The Dropkick Murphys may need no introduction. For 16 years now, they've been thrashing out their Celtic punk sound, solidifying their status as Boston legends in their own right.
Deemed Fenway Park's unofficial house band, the Murphys are now headlining their own St. Patty's Day tour, putting on a two-day festival in Boston, and making stops in Australia and at Coachella. They've also reaped critical praise for recent release Signed and Sealed In Blood, the band's eighth album to date.
Ken Casey, Dropkick's badass bass player and part-time vocalist, was kind enough to shoot the shit with Rocks Off in anticipation of their Houston show, schooling us on everything from laryngitis to the meaning of "Massholes," and why it's impossible to be a cool parent.
Since 16 years with the Dropkick Murphys has got to be the equivalent of a thousand years of normal-folk knowledge, I've compiled some of the more important lessons from Ken's thoughts in this little piece that I like to call "Lessons from a Dropkick Murphy."
See below for enlightenment, suckers.
Lesson No. 1: Laryngitis is no excuse for a sucky Houston show.
Lost my voice a little bit, but we'll be good to play Houston. Dallas and Austin might suck, but Houston will be great.
Lesson No. 2: Eight may be Dropkick's magic album number.
Eight albums, yeah... if we haven't figured it out by now, I guess we'll never figure it out. We try to learn from all of the experiences, and sometimes it feels like we kind of just got things right in terms of making an album, so...
I guess you don't want to keep repeating the same thing, and with our last album the writing was so complicated and it was about keeping all the stories together, and this album was so fun and spontaneous.
I think that's why we turned it out so quickly. You can kind of tell we're having fun, you know what I mean? It comes across in the recording.
Lesson No. 3: Tattooing your favorite band on your arm (or back, or chest...) isn't always something you'll need lasered off in three years. (On having fans tattoo the Signed and Sealed in Blood album art on themselves for their video for "Rose Tattoo")
I mean, as a guy myself who has his favorite band tattooed on his forearm, I know the kind of dedication it takes to have something like that tattooed on your body. Over the years, I've seen thousands of people with tattoos of bands.

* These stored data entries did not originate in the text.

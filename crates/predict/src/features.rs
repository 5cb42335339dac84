use serde::{Deserialize, Serialize};

use matplan_recon::model::{MasterRecord, MasterView};

use crate::encoding::CategoryEncoder;

pub const N_FEATURES: usize = 9;

pub type FeatureRow = [f64; N_FEATURES];

/// Feature columns, in model order.
pub const FEATURE_NAMES: [&str; N_FEATURES] = [
    "ac_typ_encoded",
    "aircraft_hours",
    "aircraft_cycles",
    "hours_per_cycle",
    "is_eol",
    "station_encoded",
    "duration_days",
    "planned_parts_count",
    "planned_cost",
];

pub const FEATURE_LABELS: [&str; N_FEATURES] = [
    "Aircraft Type",
    "Aircraft Hours",
    "Aircraft Cycles",
    "Hours per Cycle",
    "End of Lease",
    "Station",
    "Duration (days)",
    "Planned Parts Count",
    "Planned Cost",
];

#[derive(Debug, Clone, Default, PartialEq, Serialize, Deserialize)]
pub struct Encoders {
    pub ac_typ: CategoryEncoder,
    pub station: CategoryEncoder,
}

/// Training matrix built from master rows that have consumption.
#[derive(Debug, Clone)]
pub struct TrainingSet {
    pub rows: Vec<FeatureRow>,
    /// `consumed_parts_count` per row.
    pub target: Vec<f64>,
    pub encoders: Encoders,
    /// consumed / planned for rows with a plan.
    pub accuracy_ratios: Vec<f64>,
}

impl TrainingSet {
    pub fn len(&self) -> usize {
        self.rows.len()
    }

    pub fn is_empty(&self) -> bool {
        self.rows.is_empty()
    }
}

/// Median of the defined values; 0 when there are none.
pub fn median(values: &[f64]) -> f64 {
    let mut v: Vec<f64> = values.iter().copied().filter(|x| x.is_finite()).collect();
    if v.is_empty() {
        return 0.0;
    }
    v.sort_by(f64::total_cmp);
    let mid = v.len() / 2;
    if v.len() % 2 == 0 {
        (v[mid - 1] + v[mid]) / 2.0
    } else {
        v[mid]
    }
}

fn median_filled(rows: &[&MasterRecord], get: impl Fn(&MasterRecord) -> Option<f64>) -> Vec<f64> {
    let fill = median(&rows.iter().filter_map(|r| get(r)).collect::<Vec<_>>());
    rows.iter().map(|r| get(r).unwrap_or(fill)).collect()
}

pub fn build_training_set(view: &MasterView) -> TrainingSet {
    let rows: Vec<&MasterRecord> = view.rows.iter().filter(|r| r.consumption.is_some()).collect();

    let encoders = Encoders {
        ac_typ: CategoryEncoder::fit(rows.iter().map(|r| r.work_package.ac_typ.as_deref())),
        station: CategoryEncoder::fit(rows.iter().map(|r| r.work_package.station.as_deref())),
    };

    let hours = median_filled(&rows, MasterRecord::aircraft_hours);
    let cycles = median_filled(&rows, MasterRecord::aircraft_cycles);
    let hpc = median_filled(&rows, MasterRecord::hours_per_cycle);
    let duration = median_filled(&rows, |r| r.duration_days);

    let features = rows
        .iter()
        .enumerate()
        .map(|(i, r)| {
            let wp = &r.work_package;
            [
                encoders.ac_typ.encode(wp.ac_typ.as_deref()),
                hours[i],
                cycles[i],
                hpc[i],
                if wp.is_eol { 1.0 } else { 0.0 },
                encoders.station.encode(wp.station.as_deref()),
                duration[i],
                r.planned_parts_count().unwrap_or(0) as f64,
                r.planned_cost().unwrap_or(0.0),
            ]
        })
        .collect();

    let target = rows
        .iter()
        .map(|r| r.consumed_parts_count().unwrap_or(0) as f64)
        .collect();

    let accuracy_ratios = rows
        .iter()
        .filter_map(|r| {
            let planned = r.planned_parts_count().filter(|&p| p > 0)?;
            Some(r.consumed_parts_count()? as f64 / planned as f64)
        })
        .collect();

    TrainingSet {
        rows: features,
        target,
        encoders,
        accuracy_ratios,
    }
}

// ---------------------------------------------------------------------------
// Prediction input
// ---------------------------------------------------------------------------

/// Characteristics of an upcoming C-check.
#[derive(Debug, Clone, PartialEq, Serialize, Deserialize)]
pub struct PredictionInput {
    pub ac_typ: String,
    pub aircraft_hours: f64,
    pub aircraft_cycles: f64,
    pub is_eol: bool,
    pub station: String,
    pub duration_days: f64,
    pub planned_parts_count: usize,
    pub planned_cost: f64,
}

impl Default for PredictionInput {
    fn default() -> Self {
        Self {
            ac_typ: "A320S".into(),
            aircraft_hours: 10_000.0,
            aircraft_cycles: 5_000.0,
            is_eol: false,
            station: "TLLM".into(),
            duration_days: 18.0,
            planned_parts_count: 0,
            planned_cost: 0.0,
        }
    }
}

impl PredictionInput {
    pub fn features(&self, encoders: &Encoders) -> FeatureRow {
        [
            encoders.ac_typ.encode(Some(&self.ac_typ)),
            self.aircraft_hours,
            self.aircraft_cycles,
            self.aircraft_hours / self.aircraft_cycles.max(1.0),
            if self.is_eol { 1.0 } else { 0.0 },
            encoders.station.encode(Some(&self.station)),
            self.duration_days,
            self.planned_parts_count as f64,
            self.planned_cost,
        ]
    }
}

/// Coarse check interval from a free-text check type label.
pub fn categorize_check_type(check_type: Option<&str>) -> &'static str {
    let Some(label) = check_type else {
        return "Unknown";
    };
    let label = label.to_lowercase();
    if label.contains('6') || label.contains("72") {
        "6-year"
    } else if label.contains('4') || label.contains("48") {
        "4-year"
    } else if label.contains('2') || label.contains("24") {
        "2-year"
    } else {
        "Other"
    }
}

Talk is cheap, but when people do something like that, it's just very inspirational, so we kind of wanted to try to document it, you know?
Lesson No. 4: Be nice to sopranos, you growling altos...they add excitement to the mix.
We usually just go into the practice space and try things every which way they might possibly work. I'm the higher-toned voice and some songs sound better when Al's singing 'em [vocalist Barr]; some sound better when I'm singing 'em; it all depends on the nature of the song.
We do a lot of it together at the same time; when it works it sounds like one voice, and that's the best of both qualities, you know? You've got the higher, a little excitement, plus the fullness of his voice, so it works.
We're pretty chill with whatever we're doing, whether it's songwriting or singing or whatever. We always know that we've got songs to sing, and we've got songs to write, so we pass 'em off. It's like, "You want this song? You want this song?" Sometimes people are trying to get rid of the songs instead of claim 'em. It's kind of funny.
Lesson No. 5: Coordinating the travel plans of seven people and a bunch of gear isn't as easy as it seems.
There's two great markets we've not been to, South America and Southeast Asia. It's where we've really been wanting to go, and it's really been difficult to coordinate with the seven people and the gear.
You know, all the instruments and everything; people will say, "Well, if you can't all come, can't five of you and your guitars come? Just bring one roadie and a guitar? Forget the banjos?"
And it's like, what? We're trying to find ways to make things work; we have huge goals for us and we're always trying to get to places we haven't been to. We're very keen on going to places we've never been, so if we can make it...
Lesson No. 6: No, your kids will not think you're any cooler if that mid-life crisis garage band you started takes off.
We tour now more than ever, but that's the nature of the business. You invest so much time, and your family is obviously the most important, but you know these are the exchanges and it's great to have a job, but we definitely don't like to be away from our families that often.
You gotta provide, and we'd like to keep tours to like three weeks and be able to come home for a couple of weeks, but we've got a great new album so we have to get out there and promote it.
There's definitely been a change; they used to come out and visit, but the kids are older and in school and stuff and they've got their friends. No matter how cool your job is, your kids think you're a loser no matter what.
Lesson No. 7: "Massholes" is indeed a valid term.
Texans -- they're so nice, but I don't know about the accent. I could see that getting annoying if I had to hear it for a long time. I like it there, though. Maybe it'd be different if I wasn't always in the big cities; if I had to rope cattle or something, it might be worse.
We're known as Massholes up from where we're from, and we're hard to understand, I hear, so what do I know about accents, anyway.
See? Told ya you'd learn somethin', didn't I?
Dropkick Murphys play House of Blues with Old Man Markley and Revilers tonight at House of Blues, 1204 Caroline. Doors open at 7 p.m.